Georges Perec reste pour moi un beau stimulant, et depuis les années 1980. « Je me souviens » est probablement l’exercice pérecquien qui a été et reste le plus pratiqué. C’est une manière de portrait personnel mais qui se cache derrière le portrait d’une époque, notre époque. J’ai exprimé quelque part ce souhait : que tout être humain note des « Je me souviens » et les envoie dans le stockage cloud, comme Dropbox ou Google Drive, ou qu’il en note sur des papiers qui seront envoyés à un organisme chargé de les classer et de les numériser afin de construire une immense mémoire humaine qui préserve le caractère de chaque individu, avec son histoire, avec ses petites histoires.

Se mettre en rapport avec sa mémoire, aidé par cette technique simple et amicale, comme une rampe dont on se saisit pour monter ou descendre les escaliers de sa mémoire. Un « Je me souviens » me vient tandis que j’écris ces lignes : « Je me souviens que Georges Perec aimait particulièrement cette photographie prise par son ami Pierre Getzler parce qu’il ressemblait à Franz Kafka. Il s’appuie contre les rayonnages d’une bibliothèque et tient un œillet à deux mains ; la tête légèrement penchée, il regarde l’objectif. » Je pourrais ainsi commencer une série de « Je me souviens de Georges Perec », en m’appuyant sur la riche l’iconographie pérecquienne. A ce propos, je me souviens que Georges Perec a volontiers décrit des photographies comme celle où il figure avec sa mère (arrêtée le 17 janvier 1943) : « Ma mère sourit gentiment en penchant très légèrement la tête vers la gauche. J’ai de grandes oreilles, un petit sourire triste et la tête légèrement penchée vers la gauche ».

Et un recueil de citations n’est-il pas une manière d’autobiographie ? Georges Perec se définit aussi par les écrivains qui sont en quelque sorte ses amis ou, tout au moins, qui l’ont aidé, parmi lesquels : Gustave Flaubert (une référence dans « Les Choses »), Herman Melville, Franz Kafka, Jules Verne, Raymond Roussel, Raymond Queneau (pensons à l’Oulipo) et Michel Leiris.

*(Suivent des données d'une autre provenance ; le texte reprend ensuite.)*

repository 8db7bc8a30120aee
use actix_web::HttpResponse;

pub async fn health_check() -> HttpResponse {
    tracing::debug!("Health check endpoint called");
    HttpResponse::Ok().body("OK")
}
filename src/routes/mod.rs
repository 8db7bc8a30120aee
mod auth;
mod health_check;
mod user;

pub use auth::{login, refresh_access_token, signup, REFRESH_TOKEN_HEADER};
pub use health_check::health_check;
pub use user::{change_password, check_session, deactivate, get_user};
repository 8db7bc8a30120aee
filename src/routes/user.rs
/// Protected user routes
///
/// Every handler here sits behind `SessionMiddleware` and receives the
/// caller as an `AuthenticatedUser` request extension.

use actix_web::{web, HttpResponse};
use serde::Deserialize;

use crate::auth::AuthenticatedUser;
use crate::error::AppError;
use crate::session::SessionService;

#[derive(Deserialize)]
pub struct ChangePasswordRequest {
    pub password: Option<String>,
}

/// GET /api/v1/me
pub async fn check_session(user: web::ReqData<AuthenticatedUser>) -> HttpResponse {
    HttpResponse::Ok().body(format!("user auth is valid for ID {}", user.user_id))
}

/// GET /api/v1/user
///
/// # Errors
/// - 401: The identity behind the token no longer exists
pub async fn get_user(
    user: web::ReqData<AuthenticatedUser>,
    sessions: web::Data<SessionService>,
) -> Result<HttpResponse, AppError> {
    let identity = sessions.current_identity(&user).await?;
    Ok(HttpResponse::Ok().json(identity))
}

/// PATCH /api/v1/deactivate
///
/// # Errors
/// - 400: The account is already disabled
pub async fn deactivate(
    user: web::ReqData<AuthenticatedUser>,
    sessions: web::Data<SessionService>,
) -> Result<HttpResponse, AppError> {
    sessions.deactivate(&user).await?;
    Ok(HttpResponse::Ok().body("user has been disabled"))
}

/// PATCH /api/v1/changePassword
///
/// # Errors
/// - 400: Missing password or shorter than 8 characters
pub async fn change_password(
    user: web::ReqData<AuthenticatedUser>,
    form: web::Json<ChangePasswordRequest>,
    sessions: web::Data<SessionService>,
) -> Result<HttpResponse, AppError> {
    let password = form.password.as_deref().unwrap_or_default();
    sessions.change_password(&user, password).await?;
    Ok(HttpResponse::Ok().body("user password has been changed."))
}
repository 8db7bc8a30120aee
use actix_web::dev::Server;
use actix_web::{web, App, HttpServer};
use std::net::TcpListener;
use std::sync::Arc;

use crate::auth::{PasswordHasher, RevocationCache, SessionValidator, TokenCodecs};
use crate::configuration::Settings;
use crate::error::AppError;
use crate::identity::{build_store, IdentityStore};
use crate::logger::LoggerMiddleware;
use crate::middleware::SessionMiddleware;
use crate::routes::{
    change_password, check_session, deactivate, get_user, health_check, login,
    refresh_access_token, signup,
};
use crate::session::SessionService;

/// A bound, not yet running server
pub struct Application {
    port: u16,
    server: Server,
}

impl Application {
    /// Build the store selected by configuration, then the application on top of it.
    pub async fn build(settings: &Settings) -> Result<Self, AppError> {
        let store = build_store(&settings.database).await?;
        Self::with_store(settings, store)
    }

    /// Wire codecs, revocation cache, session flows and routes around `store`.
    pub fn with_store(settings: &Settings, store: Arc<dyn IdentityStore>) -> Result<Self, AppError> {
        settings.validate()?;

        let address = format!("{}:{}", settings.application.host, settings.application.port);
        let listener = TcpListener::bind(&address)
            .map_err(|e| AppError::Internal(format!("Failed to bind {}: {}", address, e)))?;
        let port = listener
            .local_addr()
            .map_err(|e| AppError::Internal(e.to_string()))?
            .port();

        let codecs = Arc::new(TokenCodecs::from_settings(&settings.jwt)?);
        let revoked = Arc::new(RevocationCache::new());

        let sessions = SessionService::new(
            store,
            codecs.clone(),
            revoked.clone(),
            PasswordHasher::new(settings.password.hash_cost),
            settings.revocation.poison_window(),
        );
        let validator = SessionValidator::new(codecs, revoked);

        let server = run(listener, sessions, validator)
            .map_err(|e| AppError::Internal(format!("Failed to start server: {}", e)))?;
        tracing::info!(address = %address, port, "Server listening");

        Ok(Self { port, server })
    }

    pub fn port(&self) -> u16 {
        self.port
    }

    pub async fn run_until_stopped(self) -> std::io::Result<()> {
        self.server.await
    }
}

pub fn run(
    listener: TcpListener,
    sessions: SessionService,
    validator: SessionValidator,
) -> Result<Server, std::io::Error> {
    let sessions = web::Data::new(sessions);

    let server = HttpServer::new(move || {
        App::new()
            .wrap(LoggerMiddleware)
            .app_data(sessions.clone())
            .route("/health_check", web::get().to(health_check))
            .service(
                web::scope("/api/v1")
                    .service(
                        web::scope("/auth")
                            .route("/signup", web::post().to(signup))
                            .route("/login", web::post().to(login))
                            .route("/token", web::get().to(refresh_access_token)),
                    )
                    // Protected routes (require a valid, unrevoked access token)
                    .service(
                        web::scope("")
                            .wrap(SessionMiddleware::new(validator.clone()))
                            .route("/me", web::get().to(check_session))
                            .route("/user", web::get().to(get_user))
                            .route("/deactivate", web::patch().to(deactivate))
                            .route("/changePassword", web::patch().to(change_password)),
                    ),
            )
    })
    .listen(listener)?
    .run();

    Ok(server)
}
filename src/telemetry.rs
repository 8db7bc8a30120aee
use tracing_subscriber::{layer::SubscriberExt, util::SubscriberInitExt};

/// Initialise structured JSON logging on stdout.
///
/// `RUST_LOG` controls the level; `default_filter` applies when it is unset.
/// `log` records (the access log) are forwarded into the same subscriber.
pub fn init_telemetry(default_filter: &str) {
    let env_filter = tracing_subscriber::EnvFilter::try_from_default_env()
        .unwrap_or_else(|_| tracing_subscriber::EnvFilter::new(default_filter));

    let formatting_layer = tracing_subscriber::fmt::layer()
        .with_writer(std::io::stdout)
        .with_target(true)
        .json();

    // A second initialisation (e.g. from tests) keeps the first subscriber.
    let _ = tracing_subscriber::registry()
        .with(env_filter)
        .with(formatting_layer)
        .try_init();
}
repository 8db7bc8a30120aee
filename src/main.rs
use session_auth::configuration::get_configuration;
use session_auth::startup::Application;
use session_auth::telemetry::init_telemetry;

#[tokio::main]
async fn main() -> std::io::Result<()> {
    init_telemetry("info");

    tracing::info!("Starting application");

    let configuration = match get_configuration() {
        Ok(config) => {
            tracing::info!("Configuration loaded successfully");
            config
        }
        Err(e) => {
            tracing::error!("Failed to read configuration: {}", e);
            return Err(std::io::Error::new(
                std::io::ErrorKind::InvalidInput,
                "Configuration error",
            ));
        }
    };

    tracing::info!(backend = ?configuration.database.backend, "Building application");

    let application = Application::build(&configuration).await.map_err(|e| {
        tracing::error!("Failed to build application: {}", e);
        std::io::Error::new(std::io::ErrorKind::Other, e.to_string())
    })?;

    tracing::info!(port = application.port(), "Server started successfully");

    application.run_until_stopped().await
}
/// Password Hashing and Verification
///
/// Salted bcrypt hashes with a cost factor fixed at startup.

use crate::error::{AppError, AuthError, ValidationError};
use crate::validators::MAX_PASSWORD_LENGTH;

/// Credential hasher configured with a fixed bcrypt cost
#[derive(Debug, Clone, Copy)]
pub struct PasswordHasher {
    cost: u32,
}

impl PasswordHasher {
    pub fn new(cost: u32) -> Self {
        Self { cost }
    }

    /// Hash a password using bcrypt
    ///
    /// Every call uses a fresh salt, so hashing the same password twice
    /// yields different strings.
    ///
    /// # Errors
    /// - `AppError::Validation` if the password is longer than bcrypt can read
    /// - `AppError::Internal` if bcrypt fails (random source or invalid cost)
    pub fn hash(&self, password: &str) -> Result<String, AppError> {
        if password.len() > MAX_PASSWORD_LENGTH {
            return Err(ValidationError::TooLong("password".to_string(), MAX_PASSWORD_LENGTH).into());
        }
        bcrypt::hash(password, self.cost)
            .map_err(|e| AppError::Internal(format!("Password hashing failed: {}", e)))
    }

    /// Verify a password against its hash
    ///
    /// A wrong password and an unparseable hash are the same failure to the caller.
    pub fn verify(&self, hash: &str, password: &str) -> Result<(), AuthError> {
        // bcrypt would compare only a prefix of a longer input.
        if password.len() > MAX_PASSWORD_LENGTH {
            return Err(AuthError::InvalidCredentials);
        }
        match bcrypt::verify(password, hash) {
            Ok(true) => Ok(()),
            Ok(false) => Err(AuthError::InvalidCredentials),
            Err(e) => {
                tracing::warn!(error = %e, "Stored password hash could not be parsed");
                Err(AuthError::InvalidCredentials)
            }
        }
    }
}
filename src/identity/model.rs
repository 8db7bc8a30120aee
/// Identity records
///
/// The durable account an access or refresh token refers to by its numeric id.

use chrono::{DateTime, Utc};
use serde::{Deserialize, Serialize};
use std::fmt;

use crate::error::ValidationError;

/// Numeric handle of an identity, as carried in token claims
#[derive(Debug, Clone, Copy, PartialEq, Eq, Hash, PartialOrd, Ord, Serialize, Deserialize)]
#[serde(transparent)]
pub struct UserId(u64);

impl UserId {
    pub fn new(id: u64) -> Self {
        Self(id)
    }

    pub fn get(self) -> u64 {
        self.0
    }

    /// Ids start at 1; zero never names a stored identity.
    pub fn is_valid(self) -> bool {
        self.0 != 0
    }
}

impl fmt::Display for UserId {
    fn fmt(&self, f: &mut fmt::Formatter<'_>) -> fmt::Result {
        write!(f, "{}", self.0)
    }
}

/// A stored account.
///
/// `password_hash` is never serialized, so the record can be returned to clients as-is.
#[derive(Debug, Clone, Serialize)]
#[serde(rename_all = "camelCase")]
pub struct Identity {
    #[serde(rename = "userId")]
    pub id: UserId,
    pub email: String,
    #[serde(skip_serializing)]
    pub password_hash: String,
    pub created_at: DateTime<Utc>,
    pub updated_at: DateTime<Utc>,
    pub is_active: bool,
}

impl Identity {
    /// Mark the account as disabled.
    ///
    /// # Errors
    /// Returns `InvalidState` if the account is already disabled
    pub fn disable(&mut self) -> Result<(), ValidationError> {
        if !self.is_active {
            return Err(ValidationError::InvalidState(
                "user has already been disabled".to_string(),
            ));
        }
        self.is_active = false;
        Ok(())
    }

    pub fn set_password_hash(&mut self, password_hash: String) {
        self.password_hash = password_hash;
    }

    /// Staleness rule: a token issued before the last save of this identity is dead.
    pub fn predates_last_update(&self, issued_at: DateTime<Utc>) -> bool {
        issued_at < self.updated_at
    }
}

/// Data needed to create an identity; the store assigns id and timestamps
#[derive(Debug, Clone)]
pub struct NewIdentity {
    pub email: String,
    pub password_hash: String,
}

Le lieu comme point de levier de l’écriture, et ce lieu peut être sa table de travail (voir « Notes concernant les objets qui sont sur ma table de travail » dans « Penser/Classer »). Je vais en citer le premier paragraphe : « Il y a beaucoup d’objets sur ma table de travail. Le plus ancien est sans doute mon stylo ; le plus récent est un petit cendrier rond que j’ai acheté la semaine dernière ; il est en céramique blanche et son décor représente le monument aux martyrs de Beyrouth (de la guerre de 14, je suppose, pas encore de celle qui est en train d’éclater) » ; et un peu plus loin : « Il y a plusieurs années déjà que j’envisage d’écrire une histoire de quelques-uns des objets qui sont sur ma table de travail ; j’en ai écrit un début, il y a bientôt trois ans ; en le relisant, je m’aperçois que, des sept objets dont je parlais, quatre sont encore sur la table de travail, etc., etc. » L’attention à ce qui nous entoure peut à tout moment être à l’origine d’un livre qui pourrait ne jamais finir ; car de digression en digression, et sans jamais s’écarter du sujet, avec une simple nature morte comme la table de travail d’un écrivain, on s’enfonce dans une perspective qui ne cesse de bifurquer, de zigzaguer. Il faut le redire, Georges Perec est un écrivain extraordinairement stimulant mais aussi amical, ce qui au fond va de pair.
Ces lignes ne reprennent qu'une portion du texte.